Sugars and viruses; the roles that carbohydrates can play in both viral infection and immune evasion

Lectures, talks and seminars

Registration is essential

Rutherford House, Lecture Theatre 1, 33 Bunny Street, Wellington.

Presented by


Description

The ongoing COVID-19 pandemic has raised public awareness of viruses to unprecedented levels. The world has waited with bated breath for the development of effective therapeutic strategies to combat the SARS-CoV-2 virus, hopeful that a vaccine would provide a solution when none had been immediately forthcoming to combat other recent virus pandemics, such as HIV, MERS, and SARS. Moreover, the influenza virus seems never to be too far away, with recent reports of new bird-flu outbreaks sweeping through domestic poultry populations in multiple countries, and the spectre of transmission to humans and a new flu pandemic lurking in the shadows.

Sugars/carbohydrates are important to the lifecycle of many of the viruses that infect humans. In particular cases they can be essential to the virus, either for infection, and/or for evasion of immune response. In this lecture Professor Fairbanks will discuss how some viruses can either profit from, or even hijack, the human cellular machinery that attaches sugars/carbohydrates to biomacromolecules such as proteins.

Professor Fairbanks will firstly outline the major pathway by which humans attach sugars to their own proteins. Then, using the influenza and the SARS-CoV-2 viruses as examples, he will discuss how in the former case the virus uses these sugars as a means of targeted infection, and in the latter how the virus tries to hide itself from the immune system by decorating its spike (S1) glycoprotein with human sugars. He will also detail how the influenza virus’ reliance on human sugars leaves itself open to attack, and the significant roles that carbohydrate chemists continue to play in the ongoing battle against influenza. Finally, he will discuss the attachment of sugars to the SARS-CoV-2 spike protein in the context of the recently approved vaccines that have been developed to target an immune response against it.


Speaker Bios

Professor Antony Fairbanks was born in Chester in the UK. He undertook both his first degree and D.Phil. in Chemistry at Oxford University (Wadham College), the latter working with Professor George Fleet in the Dyson Perrins Laboratory. After this doctorate he did two Postdocs; firstly with Professor Pierre Sinaÿ at the Ecole Normale Superieure in Paris, and then with Professor Steve Ley in Cambridge, as a Junior Research Fellow at Sidney Sussex College. In 1996 he returned to Oxford as University Lecturer in Chemistry and a Tutorial Fellow of Jesus College. In 2002 he co-founded Glycoform Ltd, a University spin-out Biotechnology company, and in 2004 he received the Dextra Carbohydrate Award from the Royal Society of Chemistry.

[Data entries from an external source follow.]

//! # Wellness Assessment Service
//!
//! Scores a fixed ten-question wellness questionnaire, asks an AI model for
//! coping suggestions, and keeps every submission so the latest one can be
//! fetched per user.
//!
//! ## Pipeline
//!
//! ```text
//! answers ─► scoring ─► {totalScore, categoryScores}
//!                          │
//!                          ├─► suggestions::RuleEngine   (informational)
//!                          └─► analysis::AnalysisSource  (stored)
//!                                     │
//!                          assessment::AssessmentService ─► storage::Storage
//! ```
//!
//! ## Example
//!
//! ```ignore
//! use std::sync::Arc;
//! use wellness_assessment::{Config, AppState};
//! use wellness_assessment::analysis::GeminiClient;
//! use wellness_assessment::storage::SqliteStorage;
//!
//! #[tokio::main]
//! async fn main() -> Result<(), Box<dyn std::error::Error>> {
//!     let config = Config::from_env()?;
//!     let storage = SqliteStorage::new(&config.database).await?;
//!     let gemini = GeminiClient::new(&config.analysis, config.request.clone())?;
//!     let state = Arc::new(AppState::new(config, Arc::new(storage), Arc::new(gemini)));
//!     wellness_assessment::server::serve(state).await?;
//!     Ok(())
//! }
//! ```

#![warn(missing_docs)]

/// AI analysis provider boundary and Gemini client.
pub mod analysis;
/// Submission orchestration and latest-assessment lookup.
pub mod assessment;
/// Configuration management.
pub mod config;
/// Error types and result aliases for the application.
pub mod error;
/// Prompt text for the analysis call.
pub mod prompts;
/// Questionnaire scoring.
pub mod scoring;
/// HTTP server, routes and shared state.
pub mod server;
/// SQLite storage layer for persistence.
pub mod storage;
/// Rule-based suggestions and the suggestion source abstraction.
pub mod suggestions;

pub use assessment::{AssessmentService, SubmitAssessment};
pub use config::Config;
pub use error::{AppError, AppResult};
pub use server::{AppState, SharedState};
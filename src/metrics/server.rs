//! HTTP server for Prometheus metrics endpoint.

use crate::metrics::{MetricsRegistry, MetricsSnapshot};
use axum::{extract::State, http::StatusCode, response::IntoResponse, routing::get, Router};
use std::net::SocketAddr;
use std::sync::Arc;
use thiserror::Error;
use tokio::sync::RwLock;
use tower_http::cors::CorsLayer;

/// Errors that can occur during metrics server operations.
#[derive(Debug, Error)]
pub enum ServerError {
    /// The listen address could not be bound.
    #[error("failed to bind to address: {0}")]
    Bind(#[from] std::io::Error),

    /// The server stopped with an error.
    #[error("server error: {0}")]
    Server(String),
}

/// Configuration for the metrics server.
#[derive(Debug, Clone)]
pub struct MetricsServerConfig {
    /// Address to bind the server to.
    pub bind_addr: SocketAddr,
}

impl Default for MetricsServerConfig {
    fn default() -> Self {
        Self {
            bind_addr: ([127, 0, 0, 1], 9187).into(),
        }
    }
}

impl MetricsServerConfig {
    /// Creates a config with a custom port.
    pub fn with_port(port: u16) -> Self {
        Self {
            bind_addr: ([127, 0, 0, 1], port).into(),
        }
    }
}

/// Shared state for the metrics server.
pub struct MetricsState {
    registry: MetricsRegistry,
    last: MetricsSnapshot,
}

impl MetricsState {
    /// Updates the metrics from a snapshot.
    pub fn update(&mut self, snapshot: &MetricsSnapshot) {
        self.registry.update(snapshot);
        self.last = snapshot.clone();
    }
}

/// HTTP server for exposing Prometheus metrics.
pub struct MetricsServer {
    config: MetricsServerConfig,
    state: Arc<RwLock<MetricsState>>,
}

impl MetricsServer {
    /// Creates a new metrics server.
    pub fn new(config: MetricsServerConfig, registry: MetricsRegistry) -> Self {
        Self {
            config,
            state: Arc::new(RwLock::new(MetricsState {
                registry,
                last: MetricsSnapshot::default(),
            })),
        }
    }

    /// Returns a reference to the shared state for updating metrics.
    pub fn state(&self) -> Arc<RwLock<MetricsState>> {
        Arc::clone(&self.state)
    }

    /// Starts the HTTP server.
    ///
    /// This method runs the server until it is shut down.
    pub async fn run(self) -> Result<(), ServerError> {
        let app = Router::new()
            .route("/metrics", get(metrics_handler))
            .route("/health", get(health_handler))
            .layer(CorsLayer::permissive())
            .with_state(self.state);

        let listener = tokio::net::TcpListener::bind(self.config.bind_addr).await?;

        tracing::info!(
            addr = %self.config.bind_addr,
            "Metrics server listening"
        );

        axum::serve(listener, app)
            .await
            .map_err(|e| ServerError::Server(e.to_string()))?;

        Ok(())
    }
}

/// Handler for the /metrics endpoint.
async fn metrics_handler(State(state): State<Arc<RwLock<MetricsState>>>) -> impl IntoResponse {
    let state = state.read().await;

    match state.registry.encode() {
        Ok(output) => (
            StatusCode::OK,
            [("content-type", "text/plain; version=0.0.4; charset=utf-8")],
            output,
        ),
        Err(e) => (
            StatusCode::INTERNAL_SERVER_ERROR,
            [("content-type", "text/plain; charset=utf-8")],
            format!("Failed to encode metrics: {}", e),
        ),
    }
}

/// Handler for the /health endpoint. Reports whether a recording is active.
async fn health_handler(State(state): State<Arc<RwLock<MetricsState>>>) -> impl IntoResponse {
    let state = state.read().await;
    let body = if state.last.recording {
        "OK recording"
    } else {
        "OK idle"
    };
    (StatusCode::OK, body)
}

#[cfg(test)]
mod tests {
    use super::*;

    #[test]
    fn test_config_default() {
        let config = MetricsServerConfig::default();
        assert_eq!(config.bind_addr.port(), 9187);
    }

    #[test]
    fn test_config_with_port() {
        let config = MetricsServerConfig::with_port(8080);
        assert_eq!(config.bind_addr.port(), 8080);
    }

    #[test]
    fn test_state_keeps_last_snapshot() {
        let server = MetricsServer::new(
            MetricsServerConfig::default(),
            MetricsRegistry::new().unwrap(),
        );
        let state = server.state();
        state.blocking_write().update(&MetricsSnapshot {
            recording: true,
            ..Default::default()
        });

        assert!(state.blocking_read().last.recording);
    }
}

In 2006 he first visited the University of Canterbury (UC) as an Erskine Fellow, and then in 2009, after 13 years as an independent academic at Oxford, he moved to UC permanently when an opportunity arose.

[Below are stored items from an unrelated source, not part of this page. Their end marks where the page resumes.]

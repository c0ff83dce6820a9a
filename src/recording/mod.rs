//! Hand-off of integrated frames from the capture path to disk.
//!
//! The capture thread pushes finished frames into a [`RecordingQueue`];
//! a [`RecorderWorker`] thread drains it into an AAV file until stopped.

mod queue;
mod worker;

pub use queue::{QueueError, RecordingQueue, DEFAULT_QUEUE_CAPACITY};
pub use worker::{
    FrameObserver, RecorderError, RecorderSettings, RecorderWorker, RecordingSummary,
    RECORDER_NAME,
};
//! Capture tick arithmetic and the timestamp decoding collaborator.
//!
//! Capture timestamps are 100-nanosecond ticks counted from
//! 0001-01-01T00:00:00 UTC, the same unit the AAV frame timestamps use.

use chrono::{DateTime, Timelike, Utc};

/// Ticks in one millisecond.
pub const TICKS_PER_MILLISECOND: i64 = 10_000;
/// Ticks in one second.
pub const TICKS_PER_SECOND: i64 = 1_000 * TICKS_PER_MILLISECOND;
/// Ticks in one day.
pub const TICKS_PER_DAY: i64 = 86_400 * TICKS_PER_SECOND;
/// Tick value of 1970-01-01T00:00:00 UTC.
pub const UNIX_EPOCH_TICKS: i64 = 621_355_968_000_000_000;

/// Converts a UTC date/time into capture ticks.
pub fn ticks_from_datetime(dt: DateTime<Utc>) -> i64 {
    UNIX_EPOCH_TICKS
        + dt.timestamp() * TICKS_PER_SECOND
        + i64::from(dt.timestamp_subsec_nanos() / 100)
}

/// Converts capture ticks back into a UTC date/time.
///
/// Returns `None` for tick values outside chrono's representable range.
pub fn datetime_from_ticks(ticks: i64) -> Option<DateTime<Utc>> {
    let since_epoch = ticks - UNIX_EPOCH_TICKS;
    let secs = since_epoch.div_euclid(TICKS_PER_SECOND);
    let nanos = (since_epoch.rem_euclid(TICKS_PER_SECOND) * 100) as u32;
    DateTime::from_timestamp(secs, nanos)
}

/// Current UTC time as capture ticks.
pub fn now_ticks() -> i64 {
    ticks_from_datetime(Utc::now())
}

/// A time of day recovered for a frame, typically from the video overlay.
#[derive(Debug, Clone, Copy, PartialEq, Eq, Default)]
pub struct TimeOfDay {
    /// Hour, 0 to 23.
    pub hour: u32,
    /// Minute.
    pub minute: u32,
    /// Second.
    pub second: u32,
    /// Millisecond.
    pub millisecond: u32,
}

impl TimeOfDay {
    /// Ticks elapsed since midnight.
    pub fn as_ticks(&self) -> i64 {
        i64::from(self.hour) * 3_600 * TICKS_PER_SECOND
            + i64::from(self.minute) * 60 * TICKS_PER_SECOND
            + i64::from(self.second) * TICKS_PER_SECOND
            + i64::from(self.millisecond) * TICKS_PER_MILLISECOND
    }
}

/// Maps a mid-exposure tick value to a calendar time of day.
///
/// Overlay-reading implementations live outside this crate; the recorder
/// only consumes the decoded result.
pub trait TimestampDecoder: Send + Sync {
    /// Decodes the time of day for the exposure centred on `ticks`.
    fn decode_time(&self, ticks: i64) -> TimeOfDay;
}

/// Decoder that trusts the capture clock: the time of day is read from the
/// ticks themselves.
#[derive(Debug, Clone, Copy, Default)]
pub struct ClockTimestampDecoder;

impl TimestampDecoder for ClockTimestampDecoder {
    fn decode_time(&self, ticks: i64) -> TimeOfDay {
        match datetime_from_ticks(ticks) {
            Some(dt) => TimeOfDay {
                hour: dt.hour(),
                minute: dt.minute(),
                second: dt.second(),
                millisecond: dt.nanosecond() / 1_000_000,
            },
            None => TimeOfDay::default(),
        }
    }
}

/// Builds the AAV frame timestamp: the day of `mid_ticks` at `time_of_day`.
pub fn aav_timestamp(mid_ticks: i64, time_of_day: TimeOfDay) -> i64 {
    mid_ticks - mid_ticks.rem_euclid(TICKS_PER_DAY) + time_of_day.as_ticks()
}

/// Exposure duration in tenths of a millisecond.
pub fn exposure_tenths_of_ms(start_ticks: i64, end_ticks: i64) -> u32 {
    ((end_ticks - start_ticks).max(0) / 1_000).min(i64::from(u32::MAX)) as u32
}

#[cfg(test)]
mod tests {
    use super::*;
    use chrono::TimeZone;

    #[test]
    fn test_unix_epoch_round_trip() {
        let epoch = Utc.with_ymd_and_hms(1970, 1, 1, 0, 0, 0).unwrap();
        assert_eq!(ticks_from_datetime(epoch), UNIX_EPOCH_TICKS);
        assert_eq!(datetime_from_ticks(UNIX_EPOCH_TICKS), Some(epoch));
    }

    #[test]
    fn test_clock_decoder_reads_time_of_day() {
        let dt = Utc.with_ymd_and_hms(2024, 3, 14, 21, 7, 45).unwrap()
            + chrono::Duration::milliseconds(320);
        let tod = ClockTimestampDecoder.decode_time(ticks_from_datetime(dt));

        assert_eq!(
            tod,
            TimeOfDay {
                hour: 21,
                minute: 7,
                second: 45,
                millisecond: 320
            }
        );
    }

    #[test]
    fn test_aav_timestamp_keeps_day_and_replaces_time() {
        let dt = Utc.with_ymd_and_hms(2024, 3, 14, 21, 7, 45).unwrap();
        let ticks = ticks_from_datetime(dt);
        let tod = TimeOfDay {
            hour: 1,
            minute: 2,
            second: 3,
            millisecond: 4,
        };

        let stamped = datetime_from_ticks(aav_timestamp(ticks, tod)).unwrap();
        let expected = Utc.with_ymd_and_hms(2024, 3, 14, 1, 2, 3).unwrap()
            + chrono::Duration::milliseconds(4);
        assert_eq!(stamped, expected);
    }

    #[test]
    fn test_exposure_in_tenths_of_ms() {
        // 40ms PAL field pair
        assert_eq!(exposure_tenths_of_ms(0, 40 * TICKS_PER_MILLISECOND), 400);
        assert_eq!(exposure_tenths_of_ms(100, 50), 0);
    }
}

He was Head of the Department of Chemistry at UC from 2010–2014 during the Christchurch earthquakes, and was heavily involved with both the institutional recovery and the design of the $220 million Ernest Rutherford Regional Science and Innovation Centre. In 2018 he was awarded the New Zealand Institute of Chemistry Maurice Wilkins Centre Award for Chemical Science.

His research focuses on carbohydrate chemistry and biology: in particular the development of synthetic methodology and the production of glycoconjugates, including glycoproteins, as potential therapeutic agents. He has produced more than 160 scientific publications, including 144 articles in international peer-reviewed journals, an undergraduate textbook, multiple book chapters and editorials/commentaries, and seven patents.


This lecture will be available both in person and online—see the registration link for more information.

The event begins at 5.30pm for refreshments, lecture begins at 6.15pm.